Berkovitch worked together with Member of Knesset Roy Folkman to pass a law which charged the owners of vacant properties double property tax. The purpose of this law was to increase the number of apartments available for rent in the city. Berkovitch also led additional efforts in the area of housing during his term as Deputy Mayor. One such effort focused on abandoned properties and led to the destruction of the Dan Pearl hotel which had been abandoned for approximately 15 years prior. Another such effort included his work to implement a regulation passed by then-Minister of the Interior Gideon Sa'ar which allowed local authorities to utilize public lands for the purpose of building apartments which would be rented out at low prices.

Berkovitch also fought to avoid the closure of Jerusalem's Smadar Cinema in the German Colony, the city's oldest active cinema. As part of his efforts to save the cinema, Berkovitch mediated a meeting between the cinema owners and the building's landlord which led to an agreement that allowed for the cinema to continue operating for an additional 10 years. Similarly, he led another initiative which widened the criteria under which properties being used by artists were eligible for discounts in property tax. Under the new criteria, properties eligible for discounts were widened to include those being used for previously unincluded disciplines such as jewelry-making, photography, video art, music, and literature.

Berkovitch has long worked to return government offices to Jerusalem. In response to Berkovitch's requests, Deputy Minister for Regional Cooperation Ayoob Kara announced that he would move his office to Jerusalem. Similarly, Berkovitch fought against an attempt to move the offices of the Israeli Broadcasting Corporation out of Jerusalem.

In summer 2017, a crisis arose between Jerusalem Mayor Nir Barkat and Berkovitch and his Hitorerut party after Berkovitch and Hitorerut criticized Barkat over his plan to divide Jerusalem's neighborhoods into those meant for the secular, those meant for the religious, and those meant for the city's ultra-orthodox population. In response, Barkat began cancelling work meetings set by Berkovitch and even threatened Hitorerut's city council members with a defamation lawsuit for their claims that he instructed the city's legal advisor to issue an opinion against Hitorerut city council member Einav Bar-Cohen.
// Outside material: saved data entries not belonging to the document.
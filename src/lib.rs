//! `fwd-spread` library crate.
//!
//! The binary (`fwdspread`) is a thin wrapper around this library so that:
//!
//! - core logic is testable without spawning processes
//! - the forward-rate engine, filter and aligner are reusable on their own

pub mod align;
pub mod app;
pub mod cli;
pub mod dividends;
pub mod domain;
pub mod error;
pub mod filter;
pub mod forward;
pub mod io;
pub mod math;
pub mod plot;
pub mod report;
pub mod settings;
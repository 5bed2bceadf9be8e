//! Spread charts rendered to SVG with Plotters.
//!
//! One chart overlays every index's aligned spread series (bps) over a date
//! window, with a zero reference line. The x axis is days since the first
//! date in the window; tick labels are formatted back to calendar years.

use std::path::Path;

use chrono::{Duration, NaiveDate};
use plotters::prelude::*;

use crate::align::AlignedSeries;
use crate::domain::IndexCode;
use crate::error::PipelineError;

/// A render-only chart description; all data prep happens before `render`.
pub struct SpreadChart<'a> {
    pub aligned: &'a AlignedSeries,
    pub start: NaiveDate,
    pub end: NaiveDate,
    pub width: u32,
    pub height: u32,
}

fn series_color(index: IndexCode) -> RGBColor {
    match index {
        IndexCode::Spx => BLUE,
        IndexCode::Ndx => GREEN,
        IndexCode::Indu => RED,
    }
}

impl SpreadChart<'_> {
    pub fn title(&self) -> String {
        format!("Implied Forward Spread Across Indices (bps) [{} to {}]", self.start, self.end)
    }

    /// Write the chart to `path` as SVG.
    pub fn render(&self, path: &Path) -> Result<(), PipelineError> {
        self.draw(path).map_err(|e| PipelineError::Chart {
            path: path.to_path_buf(),
            message: e.to_string(),
        })
    }

    fn draw(&self, path: &Path) -> Result<(), Box<dyn std::error::Error>> {
        let origin = self.aligned.dates.first().copied().unwrap_or(self.start);
        let x_of = |d: NaiveDate| (d - origin).num_days() as f64;

        let x0 = 0.0;
        let mut x1 = self.aligned.dates.last().map(|d| x_of(*d)).unwrap_or(1.0);
        if x1 <= x0 {
            x1 = x0 + 1.0;
        }
        let (y0, y1) = padded_range(self.aligned.value_range());

        let root = SVGBackend::new(path, (self.width, self.height)).into_drawing_area();
        root.fill(&WHITE)?;

        let mut chart = ChartBuilder::on(&root)
            .caption(self.title(), ("sans-serif", 20))
            .margin(10)
            .set_label_area_size(LabelAreaPosition::Left, 60)
            .set_label_area_size(LabelAreaPosition::Bottom, 40)
            .build_cartesian_2d(x0..x1, y0..y1)?;

        let fmt_x = |v: &f64| (origin + Duration::days(v.round() as i64)).format("%Y").to_string();
        chart
            .configure_mesh()
            .x_desc("Date")
            .y_desc("Spread (bps)")
            .x_labels(10)
            .y_labels(8)
            .x_label_formatter(&fmt_x)
            .y_label_formatter(&|v| format!("{v:.0}"))
            .draw()?;

        // Zero reference.
        chart.draw_series(LineSeries::new([(x0, 0.0), (x1, 0.0)], BLACK.mix(0.7)))?;

        for (index, values) in &self.aligned.columns {
            let color = series_color(*index);
            let mut labelled = false;
            for segment in segments(&self.aligned.dates, values) {
                let points = segment.into_iter().map(|(d, v)| (x_of(d), v));
                let drawn = chart.draw_series(LineSeries::new(points, color.mix(0.8)))?;
                if !labelled {
                    drawn
                        .label(format!("{} Spread (bps)", index.code()))
                        .legend(move |(x, y)| PathElement::new(vec![(x, y), (x + 20, y)], color));
                    labelled = true;
                }
            }
        }

        chart
            .configure_series_labels()
            .background_style(WHITE.mix(0.8))
            .border_style(BLACK)
            .draw()?;

        root.present()?;
        Ok(())
    }
}

/// Split a column into runs of consecutive present values.
fn segments(dates: &[NaiveDate], values: &[Option<f64>]) -> Vec<Vec<(NaiveDate, f64)>> {
    let mut out = Vec::new();
    let mut current = Vec::new();
    for (date, value) in dates.iter().zip(values) {
        match value {
            Some(v) => current.push((*date, *v)),
            None if !current.is_empty() => out.push(std::mem::take(&mut current)),
            None => {}
        }
    }
    if !current.is_empty() {
        out.push(current);
    }
    out
}

fn padded_range(range: Option<(f64, f64)>) -> (f64, f64) {
    // Always keep the zero line in view.
    let (lo, hi) = match range {
        Some((lo, hi)) if lo.is_finite() && hi.is_finite() => (lo.min(0.0), hi.max(0.0)),
        _ => (-1.0, 1.0),
    };
    let pad = ((hi - lo) * 0.05).max(1.0);
    (lo - pad, hi + pad)
}
//! Reporting: terminal summaries and reference validation.
//!
//! Formatting lives in one place so the computation code stays free of
//! presentation concerns.

pub mod format;
pub mod validate;

pub use format::*;
pub use validate::*;
//! Segmentation of classified text into typed, non-overlapping runs, and
//! further splitting of Tibetan runs into syllables.
//!
//! The primitives here compose: [`chunk_using`] produces a labeled run
//! sequence from a per-codepoint predicate, and [`pipe_chunk`] refines
//! whichever entries of a prior pass carry a given label by re-chunking
//! just that span. [`serve_syls_to_trie`] wires the named chunkings
//! together into the sequence the match engine consumes.

use crate::char_categories::{CharCategory, ClassifiedText};
use crate::token::ChunkKind;

/// A labeled, contiguous span of codepoints.
#[derive(Debug, Clone, Copy, PartialEq, Eq)]
pub struct Chunk {
    pub kind: ChunkKind,
    pub start: usize,
    pub length: usize,
}

impl Chunk {
    pub fn end(&self) -> usize {
        self.start + self.length
    }
}

/// One entry of a [`ChunkFrame`]: either a Tibetan syllable (its codepoint
/// indices recorded for trie lookup) or an untokenizable span that passes
/// through as a standalone token.
#[derive(Debug, Clone, PartialEq)]
pub struct ChunkFrameEntry {
    pub syllable_indices: Option<Vec<usize>>,
    pub meta: Chunk,
}

/// The ordered sequence [`serve_syls_to_trie`] hands to the match engine.
pub type ChunkFrame = Vec<ChunkFrameEntry>;

/// Scan `[start, end)` and emit maximal runs labeled `yes` where `pred`
/// holds and `no` otherwise.
pub fn chunk_using<F>(ct: &ClassifiedText, start: usize, end: usize, yes: ChunkKind, no: ChunkKind, pred: F) -> Vec<Chunk>
where
    F: Fn(&ClassifiedText, usize) -> bool,
{
    let mut chunks = Vec::new();
    let mut i = start;
    while i < end {
        let matched = pred(ct, i);
        let label = if matched { yes } else { no };
        let run_start = i;
        i += 1;
        while i < end && pred(ct, i) == matched {
            i += 1;
        }
        chunks.push(Chunk {
            kind: label,
            start: run_start,
            length: i - run_start,
        });
    }
    chunks
}

/// Replace every entry of `prev` labeled `target_label` with the result of
/// applying `chunker` to that entry's span; other entries pass through.
pub fn pipe_chunk<F>(prev: &[Chunk], ct: &ClassifiedText, target_label: ChunkKind, chunker: F) -> Vec<Chunk>
where
    F: Fn(&ClassifiedText, usize, usize) -> Vec<Chunk>,
{
    let mut out = Vec::with_capacity(prev.len());
    for c in prev {
        if c.kind == target_label {
            out.extend(chunker(ct, c.start, c.end()));
        } else {
            out.push(*c);
        }
    }
    out
}

/// Word-forming (`Bo`) vs everything else (`NonBo`). This is the predicate
/// that actually drives the split: the syllable-part categories plus
/// `Tsek` itself, which keeps punctuation/numerals/symbols in `NonBo` runs
/// instead of folding them onto an adjacent word (see `DESIGN.md`).
pub fn chunk_bo_text(ct: &ClassifiedText, start: usize, end: usize) -> Vec<Chunk> {
    chunk_using(ct, start, end, ChunkKind::Bo, ChunkKind::NonBo, |ct, i| {
        ct.categories[i].is_word_forming()
    })
}

fn punct_predicate(ct: &ClassifiedText, idx: usize) -> bool {
    let cat = ct.categories[idx];
    if matches!(
        cat,
        CharCategory::NormalPunct | CharCategory::SpecialPunct | CharCategory::Transparent
    ) {
        return true;
    }
    if matches!(cat, CharCategory::Tsek) && idx > 0 {
        let prev = ct.categories[idx - 1];
        return matches!(
            prev,
            CharCategory::Symbol
                | CharCategory::Numeral
                | CharCategory::Other
                | CharCategory::NormalPunct
                | CharCategory::SpecialPunct
                | CharCategory::Tsek
                | CharCategory::Transparent
        );
    }
    false
}

/// Punctuation vs not, with the context rule: a `Tsek` is folded onto a
/// preceding non-word run when the codepoint right before it is itself
/// punctuation-like.
pub fn chunk_punctuation(ct: &ClassifiedText, start: usize, end: usize, yes: ChunkKind, no: ChunkKind) -> Vec<Chunk> {
    chunk_using(ct, start, end, yes, no, punct_predicate)
}

pub fn chunk_numbers(ct: &ClassifiedText, start: usize, end: usize, yes: ChunkKind, no: ChunkKind) -> Vec<Chunk> {
    chunk_using(ct, start, end, yes, no, |ct, i| {
        matches!(ct.categories[i], CharCategory::Numeral | CharCategory::Transparent)
    })
}

pub fn chunk_symbols(ct: &ClassifiedText, start: usize, end: usize, yes: ChunkKind, no: ChunkKind) -> Vec<Chunk> {
    chunk_using(ct, start, end, yes, no, |ct, i| {
        matches!(
            ct.categories[i],
            CharCategory::Symbol | CharCategory::Transparent | CharCategory::Nfc
        )
    })
}

pub fn chunk_latin(ct: &ClassifiedText, start: usize, end: usize, yes: ChunkKind, no: ChunkKind) -> Vec<Chunk> {
    chunk_using(ct, start, end, yes, no, |ct, i| {
        matches!(ct.categories[i], CharCategory::Latin | CharCategory::Transparent)
    })
}

pub fn chunk_cjk(ct: &ClassifiedText, start: usize, end: usize, yes: ChunkKind, no: ChunkKind) -> Vec<Chunk> {
    chunk_using(ct, start, end, yes, no, |ct, i| {
        matches!(ct.categories[i], CharCategory::Cjk | CharCategory::Transparent)
    })
}

/// Resolve a `NonBo` run's final labels by piping it through the
/// punctuation/number/symbol/latin/cjk chain, each stage claiming what it
/// matches and handing the remainder to the next.
fn classify_non_bo_run(ct: &ClassifiedText, start: usize, end: usize) -> Vec<Chunk> {
    let p1 = chunk_punctuation(ct, start, end, ChunkKind::Punct, ChunkKind::NonPunct);
    let p2 = pipe_chunk(&p1, ct, ChunkKind::NonPunct, |ct, s, e| {
        chunk_numbers(ct, s, e, ChunkKind::Num, ChunkKind::NonNum)
    });
    let p3 = pipe_chunk(&p2, ct, ChunkKind::NonNum, |ct, s, e| {
        chunk_symbols(ct, s, e, ChunkKind::Sym, ChunkKind::NonSym)
    });
    let p4 = pipe_chunk(&p3, ct, ChunkKind::NonSym, |ct, s, e| {
        chunk_latin(ct, s, e, ChunkKind::Latin, ChunkKind::NonBo)
    });
    pipe_chunk(&p4, ct, ChunkKind::NonBo, |ct, s, e| {
        chunk_cjk(ct, s, e, ChunkKind::Cjk, ChunkKind::Other)
    })
}

/// Split a Tibetan run into syllables at `Tsek`/U+0F7F/U+0F71 boundaries.
/// The separator is a boundary, not part of either syllable; empty
/// syllables (two adjacent separators) are dropped.
pub fn syllabify(ct: &ClassifiedText, start: usize, end: usize) -> Vec<Vec<usize>> {
    let mut syllables = Vec::new();
    let mut current = Vec::new();
    for idx in start..end {
        let c = ct.chars[idx];
        let is_sep = ct.categories[idx] == CharCategory::Tsek || c == '\u{0F7F}' || c == '\u{0F71}';
        if is_sep {
            if !current.is_empty() {
                syllables.push(std::mem::take(&mut current));
            }
        } else {
            current.push(idx);
        }
    }
    if !current.is_empty() {
        syllables.push(current);
    }
    syllables
}

fn is_pure_transparent(ct: &ClassifiedText, start: usize, end: usize) -> bool {
    (start..end).all(|i| ct.categories[i] == CharCategory::Transparent)
}

/// Assemble the canonical [`ChunkFrame`] for tokenization: Tibetan runs
/// become one entry per syllable; non-Tibetan runs become one entry per
/// resolved sub-run. Whitespace-only `Punct` runs are dropped as gaps
/// unless `spaces_as_punct` is set.
pub fn serve_syls_to_trie(ct: &ClassifiedText, spaces_as_punct: bool) -> ChunkFrame {
    let mut frame = Vec::new();
    let bo_runs = chunk_bo_text(ct, 0, ct.len());

    for run in bo_runs {
        match run.kind {
            ChunkKind::Bo => {
                let syls = syllabify(ct, run.start, run.end());
                if syls.is_empty() {
                    frame.push(ChunkFrameEntry {
                        syllable_indices: None,
                        meta: Chunk {
                            kind: ChunkKind::Punct,
                            start: run.start,
                            length: run.length,
                        },
                    });
                } else {
                    for syl in syls {
                        let syl_start = syl[0];
                        let syl_len = syl.len();
                        frame.push(ChunkFrameEntry {
                            syllable_indices: Some(syl),
                            meta: Chunk {
                                kind: ChunkKind::Text,
                                start: syl_start,
                                length: syl_len,
                            },
                        });
                    }
                }
            }
            ChunkKind::NonBo => {
                for sub in classify_non_bo_run(ct, run.start, run.end()) {
                    if sub.kind == ChunkKind::Punct
                        && !spaces_as_punct
                        && is_pure_transparent(ct, sub.start, sub.end())
                    {
                        continue;
                    }
                    frame.push(ChunkFrameEntry {
                        syllable_indices: None,
                        meta: sub,
                    });
                }
            }
            _ => unreachable!("chunk_bo_text only emits Bo/NonBo"),
        }
    }

    frame
}

#[cfg(test)]
mod tests {
    use super::*;
    use std::collections::HashSet;

    fn classify(s: &str) -> ClassifiedText {
        ClassifiedText::new(s, &HashSet::new())
    }

    #[test]
    fn test_chunk_bo_text_splits_word_and_punct() {
        let ct = classify("བཀྲ་ཤིས།");
        let chunks = chunk_bo_text(&ct, 0, ct.len());
        assert_eq!(chunks.len(), 2);
        assert_eq!(chunks[0].kind, ChunkKind::Bo);
        assert_eq!(chunks[1].kind, ChunkKind::NonBo);
    }

    #[test]
    fn test_syllabify_drops_separator() {
        let ct = classify("བཀྲ་ཤིས");
        let syls = syllabify(&ct, 0, ct.len());
        assert_eq!(syls.len(), 2);
        assert_eq!(syls[0], vec![0, 1, 2]);
        assert_eq!(syls[1], vec![4, 5, 6]);
    }

    #[test]
    fn test_syllabify_empty_run_is_empty() {
        let ct = classify("་");
        let syls = syllabify(&ct, 0, ct.len());
        assert!(syls.is_empty());
    }

    #[test]
    fn test_serve_syls_lone_tsek_is_punct() {
        let ct = classify("་");
        let frame = serve_syls_to_trie(&ct, false);
        assert_eq!(frame.len(), 1);
        assert!(frame[0].syllable_indices.is_none());
        assert_eq!(frame[0].meta.kind, ChunkKind::Punct);
        assert_eq!(frame[0].meta.length, 1);
    }

    #[test]
    fn test_serve_syls_word_then_shad() {
        let ct = classify("ཤིས།");
        let frame = serve_syls_to_trie(&ct, false);
        assert_eq!(frame.len(), 2);
        assert!(frame[0].syllable_indices.is_some());
        assert_eq!(frame[1].meta.kind, ChunkKind::Punct);
    }

    #[test]
    fn test_serve_syls_drops_bare_whitespace_by_default() {
        let ct = classify("ཀ a");
        let frame = serve_syls_to_trie(&ct, false);
        // The Latin "a" is present but the separating space is a dropped gap.
        assert!(frame.iter().any(|e| e.meta.kind == ChunkKind::Latin));
        let total_len: usize = frame.iter().map(|e| e.meta.length).sum();
        assert!(total_len < ct.len());
    }

    #[test]
    fn test_serve_syls_spaces_as_punct_keeps_whitespace() {
        let ct = classify("ཀ a");
        let frame = serve_syls_to_trie(&ct, true);
        let total_len: usize = frame.iter().map(|e| e.meta.length).sum();
        assert_eq!(total_len, ct.len());
    }

    #[test]
    fn test_pipe_chunk_refines_non_bo_run() {
        let ct = classify("༡༢abc");
        let non_bo = classify_non_bo_run(&ct, 0, ct.len());
        assert_eq!(non_bo.len(), 2);
        assert_eq!(non_bo[0].kind, ChunkKind::Num);
        assert_eq!(non_bo[1].kind, ChunkKind::Latin);
    }

    #[test]
    fn test_fully_non_tibetan_input_is_one_run_per_kind() {
        let ct = classify("hello world");
        let frame = serve_syls_to_trie(&ct, false);
        assert_eq!(frame.len(), 1);
        assert_eq!(frame[0].meta.kind, ChunkKind::Latin);
        assert_eq!(frame[0].meta.length, ct.len());
    }
}
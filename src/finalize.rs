//! Post-match token cleanup: affix splitting, default lemma assignment, and
//! picking which of a word's senses a caller sees at the top level.
//!
//! This runs once, after the match engine has produced a full token list,
//! via [`apply`]. No dagdra merging happens here — that overlay belongs to a
//! separate adjustments pass this crate doesn't implement.

use crate::syllable;
use crate::token::{syllables_from_spans, ChunkKind, Sense, Token, NO_POS};

/// Split affixed particles off word tokens (if `split_affixes`), then fill
/// in default lemmas and pick each token's displayed sense.
pub fn apply(tokens: &mut Vec<Token>, split_affixes: bool) {
    if split_affixes {
        split_all_affixes(tokens);
    }
    for token in tokens.iter_mut() {
        assign_default_lemma(token);
        select_sense(token);
    }
}

fn split_all_affixes(tokens: &mut Vec<Token>) {
    let mut out: Vec<Token> = Vec::with_capacity(tokens.len());
    for token in tokens.drain(..) {
        if let Some((host, affix)) = try_split(&token) {
            out.push(host);
            out.push(affix);
            continue;
        }

        if whole_text_affix(&token.text).is_some() {
            if let Some(prev) = out.last_mut() {
                if prev.chunk_type == ChunkKind::Text
                    && !prev.syllables_idx.is_empty()
                    && !prev.affix
                    && !prev.affix_host
                {
                    prev.affix_host = true;
                    let mut affix_tok = token;
                    affix_tok.affix = true;
                    // The match engine stamped this NO_POS for lacking a
                    // dictionary entry, but it's a known affix particle, not
                    // an unresolved word — drop the NO_POS sense so default
                    // lemma assignment isn't guarded off by it.
                    affix_tok.senses.clear();
                    out.push(affix_tok);
                    continue;
                }
            }
        }

        out.push(token);
    }
    *tokens = out;
}

/// Known affix particle matching `text`'s entire (tsek-stripped) contents.
/// Distinct from [`syllable::find_affix`], which refuses a match that would
/// consume the whole string — here the match engine has already produced a
/// separate token for the particle, with no host characters left to require.
fn whole_text_affix(text: &str) -> Option<&'static str> {
    let trimmed = text.strip_suffix(syllable::TSEK).unwrap_or(text);
    syllable::AFFIXES.iter().find(|a| **a == trimmed).copied()
}

/// Split `token` into a host and an affix particle if its text ends in a
/// known affix with a non-empty host left over.
fn try_split(token: &Token) -> Option<(Token, Token)> {
    if token.chunk_type != ChunkKind::Text || token.syllables_idx.is_empty() {
        return None;
    }

    let affix = syllable::find_affix(&token.text)?;
    let affix_len = affix.chars().count();
    let total_len = token.length;
    let host_len = total_len.checked_sub(affix_len).filter(|&n| n > 0)?;

    let chars: Vec<char> = token.text.chars().collect();
    let host_text: String = chars[..host_len].iter().collect();
    let affix_text: String = chars[host_len..].iter().collect();

    let flat_idx: Vec<usize> = token.syllables_idx.iter().flatten().copied().collect();
    let (host_groups, affix_groups) = split_groups(&token.syllables_idx, host_len);
    let host_spans = spans_from_groups(&host_groups);
    let affix_spans = spans_from_groups(&affix_groups);

    let host_cats = token.char_types[..host_len].to_vec();
    let affix_cats = token.char_types[host_len..].to_vec();
    let host_syllables = syllables_from_spans(&host_text, &host_spans);
    let affix_syllables = syllables_from_spans(&affix_text, &affix_spans);

    let mut host = Token {
        text: host_text,
        start: token.start,
        length: host_len,
        chunk_type: ChunkKind::Text,
        syllables_idx: host_groups,
        syllable_spans: host_spans,
        syllables: host_syllables,
        char_types: host_cats,
        senses: token.senses.clone(),
        freq: token.freq,
        affixation: token.affixation,
        affix_host: true,
        ..Default::default()
    };
    host.sanskrit = host.char_types.iter().any(|c| c.is_sanskrit()) || syllable::has_sanskrit_sequence(&host.text);

    let mut affix_tok = Token {
        text: affix_text,
        start: token.start + flat_idx[host_len],
        length: affix_len,
        chunk_type: ChunkKind::Text,
        syllables_idx: affix_groups,
        syllable_spans: affix_spans,
        syllables: affix_syllables,
        char_types: affix_cats,
        affix: true,
        ..Default::default()
    };
    affix_tok.sanskrit =
        affix_tok.char_types.iter().any(|c| c.is_sanskrit()) || syllable::has_sanskrit_sequence(&affix_tok.text);

    Some((host, affix_tok))
}

/// Partition each syllable's relative-index group at the compacted `host_len`
/// boundary, splitting the one group that straddles it.
fn split_groups(groups: &[Vec<usize>], host_len: usize) -> (Vec<Vec<usize>>, Vec<Vec<usize>>) {
    let mut host_groups = Vec::new();
    let mut affix_groups = Vec::new();
    let mut offset = 0usize;
    for g in groups {
        let start = offset;
        let end = offset + g.len();
        if end <= host_len {
            host_groups.push(g.clone());
        } else if start >= host_len {
            affix_groups.push(g.clone());
        } else {
            let split_at = host_len - start;
            host_groups.push(g[..split_at].to_vec());
            affix_groups.push(g[split_at..].to_vec());
        }
        offset = end;
    }
    (host_groups, affix_groups)
}

fn spans_from_groups(groups: &[Vec<usize>]) -> Vec<(usize, usize)> {
    let mut spans = Vec::with_capacity(groups.len());
    let mut offset = 0usize;
    for g in groups {
        let start = offset;
        offset += g.len();
        spans.push((start, offset));
    }
    spans
}

/// Fill in a default lemma for any sense still missing one, skipping senses
/// with no POS at all or stamped `NO_POS` (an unresolved or bare headword
/// gets no fabricated lemma).
fn assign_default_lemma(token: &mut Token) {
    if token.chunk_type != ChunkKind::Text {
        return;
    }

    let default_lemma = if token.affix {
        default_lemma_for_affix(&token.text)
    } else if token.affix_host {
        default_lemma_for_host(&token.text, token.affixation.map(|a| a.aa).unwrap_or(false))
    } else {
        default_lemma_for_word(&token.text)
    };

    if token.senses.is_empty() {
        token.senses.push(Sense::default());
    }
    for sense in token.senses.iter_mut() {
        if sense.lemma.is_none() && sense.pos.is_some() && sense.pos.as_deref() != Some(NO_POS) {
            sense.lemma = Some(default_lemma.clone());
        }
    }
}

fn default_lemma_for_affix(particle_text: &str) -> String {
    let particle = particle_text.strip_suffix(syllable::TSEK).unwrap_or(particle_text);
    format!("{}{}", syllable::lemma_for_particle(particle), syllable::TSEK)
}

fn default_lemma_for_host(host_text: &str, restore_aa: bool) -> String {
    let mut lemma = host_text.to_string();
    if restore_aa {
        lemma.push('འ');
    }
    lemma.push(syllable::TSEK);
    lemma
}

fn default_lemma_for_word(text: &str) -> String {
    if text.ends_with(syllable::TSEK) {
        text.to_string()
    } else {
        format!("{text}{}", syllable::TSEK)
    }
}

/// Pick the sense a caller sees at the top level: the richest sense (most
/// populated attributes) from the highest-priority non-empty bucket among
/// non-affixed, unspecified, and affixed senses, in that order.
fn select_sense(token: &mut Token) {
    if token.senses.is_empty() {
        return;
    }

    let mut chosen: Option<Sense> = None;
    for want in [Some(false), None, Some(true)] {
        let best = token
            .senses
            .iter()
            .filter(|s| s.affixed == want)
            .max_by_key(|s| s.populated_count());
        if let Some(s) = best {
            chosen = Some(s.clone());
            break;
        }
    }

    if let Some(sense) = chosen {
        token.pos = sense.pos;
        token.lemma = sense.lemma;
        token.freq = sense.freq;
    }
}

#[cfg(test)]
mod tests {
    use super::*;

    fn word_token(text: &str) -> Token {
        let chars: Vec<char> = text.chars().collect();
        let idx: Vec<usize> = (0..chars.len()).collect();
        Token {
            text: text.to_string(),
            start: 0,
            length: chars.len(),
            chunk_type: ChunkKind::Text,
            syllables_idx: vec![idx],
            syllable_spans: vec![(0, chars.len())],
            char_types: vec![Default::default(); chars.len()],
            ..Default::default()
        }
    }

    #[test]
    fn test_split_known_affix() {
        let token = word_token("བཀྲཤིསཀྱིས");
        let (host, affix) = try_split(&token).expect("should split on known affix");
        assert_eq!(affix.text, "ཀྱིས");
        assert!(affix.affix);
        assert!(host.affix_host);
        assert_eq!(host.length + affix.length, token.length);
    }

    #[test]
    fn test_no_split_without_known_affix() {
        let token = word_token("བཀྲཤིས");
        assert!(try_split(&token).is_none());
    }

    #[test]
    fn test_default_lemma_for_affix() {
        assert_eq!(default_lemma_for_affix("ཀྱིས"), "གྱིས་");
        assert_eq!(default_lemma_for_affix("ཟ"), "ཟ་");
    }

    #[test]
    fn test_default_lemma_for_word_adds_trailing_tsek() {
        assert_eq!(default_lemma_for_word("བཀྲཤིས"), "བཀྲཤིས་");
        assert_eq!(default_lemma_for_word("བཀྲཤིས་"), "བཀྲཤིས་");
    }

    #[test]
    fn test_assign_default_lemma_skips_no_pos() {
        let mut token = word_token("ཁ");
        token.senses = vec![Sense {
            pos: Some(NO_POS.to_string()),
            ..Default::default()
        }];
        assign_default_lemma(&mut token);
        assert!(token.senses[0].lemma.is_none());
    }

    #[test]
    fn test_assign_default_lemma_skips_absent_pos() {
        let mut token = word_token("ཁ");
        token.senses = vec![Sense {
            pos: None,
            ..Default::default()
        }];
        assign_default_lemma(&mut token);
        assert!(token.senses[0].lemma.is_none());
    }

    #[test]
    fn test_select_sense_prefers_non_affixed_bucket() {
        let mut token = word_token("ཀ");
        token.senses = vec![
            Sense {
                pos: Some("PART".into()),
                affixed: Some(true),
                ..Default::default()
            },
            Sense {
                pos: Some("NOUN".into()),
                affixed: Some(false),
                freq: Some(5),
                ..Default::default()
            },
        ];
        select_sense(&mut token);
        assert_eq!(token.pos.as_deref(), Some("NOUN"));
    }

    #[test]
    fn test_select_sense_picks_richest_in_bucket() {
        let mut token = word_token("ཀ");
        token.senses = vec![
            Sense {
                pos: Some("NOUN".into()),
                ..Default::default()
            },
            Sense {
                pos: Some("NOUN".into()),
                lemma: Some("ཀ་".into()),
                freq: Some(1),
                ..Default::default()
            },
        ];
        select_sense(&mut token);
        assert_eq!(token.lemma.as_deref(), Some("ཀ་"));
    }

    #[test]
    fn test_select_sense_clears_stale_form_freq() {
        let mut token = word_token("ཀ");
        token.freq = Some(99); // carried over from the node's form_freq
        token.senses = vec![Sense {
            pos: Some("NOUN".into()),
            freq: None,
            ..Default::default()
        }];
        select_sense(&mut token);
        assert_eq!(token.freq, None);
    }
}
===City council member (2017–2018)===
In November 2017, Berkovitch announced that Hitorerut was leaving Barkat's council coalition and resigning as Deputy Mayor. At the same time, Berkovitch announced that he would run in the 2018 Jerusalem mayoral election. In the elections held on October 30, 2018, Berkovitch placed second in a four-way race, receiving 29% of the vote, and advanced to a second round of voting against first-place finisher Moshe Lion (33%) after no candidate received the 40% of votes necessary to win. In the November 13 runoff, Berkovitch lost to Lion in a close race, receiving 49.15% of the vote to Lion's 50.85%.